Senator Joe Pittman issued the following statement following today’s joint session of the General Assembly to receive the Governor’s 2020-21 budget proposal.
“In many ways, this is like the song that never ends. He recycles the same ideas that have failed over and over again. Yet again, he wants to tax local municipalities for state police service, which they already pay for,” Senator Pittman said. “Yet again, he wants to levy a severance tax on top of the impact tax that the Marcellus Shale suppliers already pay. He also wants to institute his carbon tax. In some respects he says he wants to save the planet, but in reality if he wants to tax carbon emissions and he wants to tax natural gas, we have to produce it and use it or we are not going to have any money.”
The Governor’s budget proposal includes a $1.5 billion (4.2 percent) increase in state spending from the current fiscal year. The Governor is not requesting a broad-based tax increase this year, but is continuing to push for a Marcellus Shale extraction tax, a $1 per-ton increase in the tipping fee charged to trash companies, and a fee for all municipalities for State Police services.
“This is a long and winding road and we are going to have to see where it goes,” Senator Pittman added. Many of his policies I consider to be a direct assault on the hard working men and women that I represent in the 41st District who are proud of the fact that they keep our lights on and our homes warm through the production of our God-given natural resources. The very discussion of these tax policies is chasing away investment and I am afraid that just the talk of it is going to chase away our coal and natural gas producers.” Audio
The Governor is requesting a $100 million increase in Basic Education Funding to $6.4 billion, a $30 million increase for early childhood education (Pre-K Counts to $242.3 million and Head Start to $69.2 million), and a $25 million increase in special education funding to $1.2 billion.
The State System of Higher Education would see a $13 million increase to $490 million, while state funding for community colleges and state-related universities is flat-funded in the Governor’s request.
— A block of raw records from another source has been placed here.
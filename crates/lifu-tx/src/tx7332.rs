//! Register image of a single 32-channel TX7332 transmitter.

use lifu::units::unit_conversion;

use crate::pattern::calc_pulse_pattern;
use crate::profile::{DelayProfile, ProfileSelection, ProfileSet, PulseProfile};
use crate::registers::{
    delay_location, pack_registers, pattern_location, set_register_value, unpacked,
    PackedRegisters, Registers, ADDRESSES_GLOBAL, ADDRESS_APODIZATION, ADDRESS_DELAY_SEL,
    ADDRESS_PATTERN_MODE, ADDRESS_PATTERN_REPEAT, ADDRESS_PATTERN_SEL_G1, ADDRESS_PATTERN_SEL_G2,
    DEFAULT_CLK_FREQ, DELAY_DATA_END, DELAY_DATA_START, DELAY_WIDTH, MAX_ELASTIC_REPEAT,
    MAX_PATTERN_PERIODS, MAX_REPEAT, NUM_CHANNELS, PATTERN_DATA_END, PATTERN_DATA_START,
    PATTERN_LENGTH_WIDTH, PATTERN_LEVEL_WIDTH,
};
use crate::{Result, TxError};

const PATTERN_MODE_BASE: u32 = 0x0200_0003;
const PATTERN_TERMINATOR_LEVEL: i64 = 0b111;
/// Samples per elastic repeat count
const ELASTIC_REPEAT_SAMPLES: f64 = 16.0;

fn level_code(level: i8) -> i64 {
    match level {
        1 => 0b10,
        -1 => 0b01,
        _ => 0b00,
    }
}

#[derive(Debug, Clone, PartialEq)]
pub struct Tx7332Registers {
    /// Beamformer clock [Hz]
    pub bf_clk: f64,
    delay_profiles: ProfileSet<DelayProfile>,
    pulse_profiles: ProfileSet<PulseProfile>,
}

impl Default for Tx7332Registers {
    fn default() -> Self {
        Self::new(DEFAULT_CLK_FREQ)
    }
}

impl Tx7332Registers {
    pub fn new(bf_clk: f64) -> Self {
        Self {
            bf_clk,
            delay_profiles: ProfileSet::default(),
            pulse_profiles: ProfileSet::default(),
        }
    }

    pub fn delay_profiles(&self) -> &ProfileSet<DelayProfile> {
        &self.delay_profiles
    }

    pub fn pulse_profiles(&self) -> &ProfileSet<PulseProfile> {
        &self.pulse_profiles
    }

    pub fn add_delay_profile(
        &mut self,
        profile: DelayProfile,
        activate: Option<bool>,
    ) -> Result<()> {
        if profile.num_elements() != NUM_CHANNELS {
            return Err(TxError::LengthMismatch {
                context: "transmitter delay profile",
                expected: NUM_CHANNELS,
                got: profile.num_elements(),
            });
        }
        self.delay_profiles.add(profile, activate);
        Ok(())
    }

    pub fn add_pulse_profile(
        &mut self,
        profile: PulseProfile,
        activate: Option<bool>,
    ) -> Result<()> {
        profile.validate()?;
        self.pulse_profiles.add(profile, activate);
        Ok(())
    }

    pub fn remove_delay_profile(&mut self, index: u8) -> Result<DelayProfile> {
        self.delay_profiles.remove(index)
    }

    pub fn remove_pulse_profile(&mut self, index: u8) -> Result<PulseProfile> {
        self.pulse_profiles.remove(index)
    }

    pub fn get_delay_profile(&self, index: Option<u8>) -> Result<&DelayProfile> {
        self.delay_profiles.get(index)
    }

    pub fn get_pulse_profile(&self, index: Option<u8>) -> Result<&PulseProfile> {
        self.pulse_profiles.get(index)
    }

    pub fn activate_delay_profile(&mut self, index: u8) -> Result<()> {
        self.delay_profiles.activate(index)
    }

    pub fn activate_pulse_profile(&mut self, index: u8) -> Result<()> {
        self.pulse_profiles.activate(index)
    }

    pub fn clear_delay_profiles(&mut self) {
        self.delay_profiles.clear();
    }

    pub fn clear_pulse_profiles(&mut self) {
        self.pulse_profiles.clear();
    }

    /// Delay-select and apodization registers for a delay profile.
    pub fn delay_control_registers(&self, index: Option<u8>) -> Result<Registers> {
        let profile = self.get_delay_profile(index)?;
        let mut apod = 0;
        for (i, &a) in profile.apodizations.iter().enumerate() {
            apod = set_register_value(apod, 1 - i64::from(a), i as u32, Some(1))?;
        }
        let sel = i64::from(profile.index - 1);
        let mut delay_sel = set_register_value(0, sel, 12, Some(4))?;
        delay_sel = set_register_value(delay_sel, sel, 28, Some(4))?;
        Ok([(ADDRESS_DELAY_SEL, delay_sel), (ADDRESS_APODIZATION, apod)]
            .into_iter()
            .collect())
    }

    /// Pattern mode, repeat and select registers for a pulse profile.
    ///
    /// Pulses longer than 32 cycles switch to elastic repeat, counted in
    /// 16-sample units of the beamformer clock.
    pub fn pulse_control_registers(&self, index: Option<u8>) -> Result<Registers> {
        let profile = self.get_pulse_profile(index)?;
        let pattern = calc_pulse_pattern(profile.frequency, profile.duty_cycle, self.bf_clk)?;

        let (repeat, elastic_mode, elastic_repeat) = if profile.cycles > MAX_REPEAT + 1 {
            let duration_samples = f64::from(profile.cycles) * self.bf_clk / profile.frequency;
            let elastic_repeat = (duration_samples / ELASTIC_REPEAT_SAMPLES) as u64;
            if elastic_repeat > MAX_ELASTIC_REPEAT {
                return Err(TxError::ElasticRepeatOverflow(elastic_repeat));
            }
            (0, 1, elastic_repeat as i64)
        } else {
            (i64::from(profile.cycles) - 1, 0, 0)
        };

        let clk_div = i64::from(pattern.clk_div_n);
        let mut mode = set_register_value(PATTERN_MODE_BASE, clk_div, 3, Some(3))?;
        mode = set_register_value(mode, i64::from(profile.invert), 6, Some(1))?;

        let mut reg_repeat = set_register_value(0, repeat, 1, Some(5))?;
        reg_repeat = set_register_value(reg_repeat, i64::from(profile.tail_count), 6, Some(5))?;
        reg_repeat = set_register_value(reg_repeat, elastic_mode, 11, Some(1))?;
        reg_repeat = set_register_value(reg_repeat, elastic_repeat, 12, Some(16))?;

        let pat_sel = set_register_value(0, i64::from(profile.index - 1), 0, Some(6))?;

        Ok([
            (ADDRESS_PATTERN_MODE, mode),
            (ADDRESS_PATTERN_REPEAT, reg_repeat),
            (ADDRESS_PATTERN_SEL_G1, pat_sel),
            (ADDRESS_PATTERN_SEL_G2, pat_sel),
        ]
        .into_iter()
        .collect())
    }

    /// Delay data registers: one 13-bit clock count per channel.
    pub fn delay_data_registers(&self, index: Option<u8>) -> Result<Registers> {
        let profile = self.get_delay_profile(index)?;
        let scale = unit_conversion(&profile.units, "s")? * self.bf_clk;
        let mut regs = Registers::new();
        for (i, delay) in profile.delays.iter().enumerate() {
            let (address, lsb) = delay_location(i + 1, profile.index)?;
            let value = (delay * scale) as i64;
            let reg = regs.entry(address).or_insert(0);
            *reg = set_register_value(*reg, value, lsb, Some(DELAY_WIDTH))?;
        }
        Ok(regs)
    }

    /// Pattern data registers; a short pattern is closed by a terminator period.
    pub fn pulse_data_registers(&self, index: Option<u8>) -> Result<Registers> {
        let profile = self.get_pulse_profile(index)?;
        let pattern = calc_pulse_pattern(profile.frequency, profile.duty_cycle, self.bf_clk)?;

        let mut periods: Vec<(i64, i64)> = pattern
            .levels
            .iter()
            .zip(&pattern.lengths)
            .map(|(&level, &length)| (level_code(level), i64::from(length)))
            .collect();
        if periods.len() < MAX_PATTERN_PERIODS {
            periods.push((PATTERN_TERMINATOR_LEVEL, 0));
        }

        let mut regs = Registers::new();
        for (i, (level, length)) in periods.into_iter().enumerate() {
            let (address, lsb_lvl, lsb_length) = pattern_location(i + 1, profile.index)?;
            let reg = regs.entry(address).or_insert(0);
            *reg = set_register_value(*reg, level, lsb_lvl, Some(PATTERN_LEVEL_WIDTH))?;
            *reg = set_register_value(*reg, length, lsb_length, Some(PATTERN_LENGTH_WIDTH))?;
        }
        Ok(regs)
    }

    /// Globals and control registers, delay data, and pattern data.
    fn register_sections(&self, selection: ProfileSelection) -> Result<[Registers; 3]> {
        self.delay_profiles.require_active()?;
        self.pulse_profiles.require_active()?;

        let mut control: Registers = ADDRESSES_GLOBAL.iter().map(|&addr| (addr, 0)).collect();
        control.extend(self.delay_control_registers(None)?);
        control.extend(self.pulse_control_registers(None)?);

        let (mut delay_data, mut pulse_data): (Registers, Registers) = match selection {
            ProfileSelection::All => (
                (DELAY_DATA_START..=DELAY_DATA_END).map(|a| (a, 0)).collect(),
                (PATTERN_DATA_START..=PATTERN_DATA_END).map(|a| (a, 0)).collect(),
            ),
            _ => (Registers::new(), Registers::new()),
        };
        match selection {
            ProfileSelection::Active => {
                delay_data.extend(self.delay_data_registers(None)?);
                pulse_data.extend(self.pulse_data_registers(None)?);
            }
            ProfileSelection::Set | ProfileSelection::All => {
                for p in self.delay_profiles.iter() {
                    delay_data.extend(self.delay_data_registers(Some(p.index))?);
                }
                for p in self.pulse_profiles.iter() {
                    pulse_data.extend(self.pulse_data_registers(Some(p.index))?);
                }
            }
        }
        Ok([control, delay_data, pulse_data])
    }

    /// Full register image for the selected profiles.
    pub fn registers(&self, selection: ProfileSelection) -> Result<Registers> {
        let [mut regs, delay_data, pulse_data] = self.register_sections(selection)?;
        regs.extend(delay_data);
        regs.extend(pulse_data);
        Ok(regs)
    }

    /// Register image with delay and pattern data grouped into bursts.
    ///
    /// Control registers are always written singly.
    pub fn packed_registers(
        &self,
        selection: ProfileSelection,
        pack_single: bool,
    ) -> Result<PackedRegisters> {
        let [control, delay_data, pulse_data] = self.register_sections(selection)?;
        let mut packed = unpacked(&control);
        packed.extend(pack_registers(&delay_data, pack_single));
        packed.extend(pack_registers(&pulse_data, pack_single));
        Ok(packed)
    }
}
“I appreciate the Governor’s acknowledgment of the need to promote higher education and the investment he is proposing for the State System of Higher Education,” said Senator Pittman. “We have to recognize that our higher education system is in a very competitive situation based on our demographics. It needs to be fundamentally reformed. I think we also need to not lose sight of the career and technology training and the skills that can be made available to our students. They can go into the workforce, get family-sustaining jobs right out of the gate and not be burdened with thousands of dollars of debt in the process.” Audio Video
Senator Pittman is a member of the Senate Appropriations Committee, which will hold a three-week series of departmental budget hearings beginning on February 18. The hearings provide an opportunity for the Appropriations Committee to hear cabinet secretaries and other Administration officials detail their plans for the upcoming fiscal year. The state’s current fiscal year ends on June 30.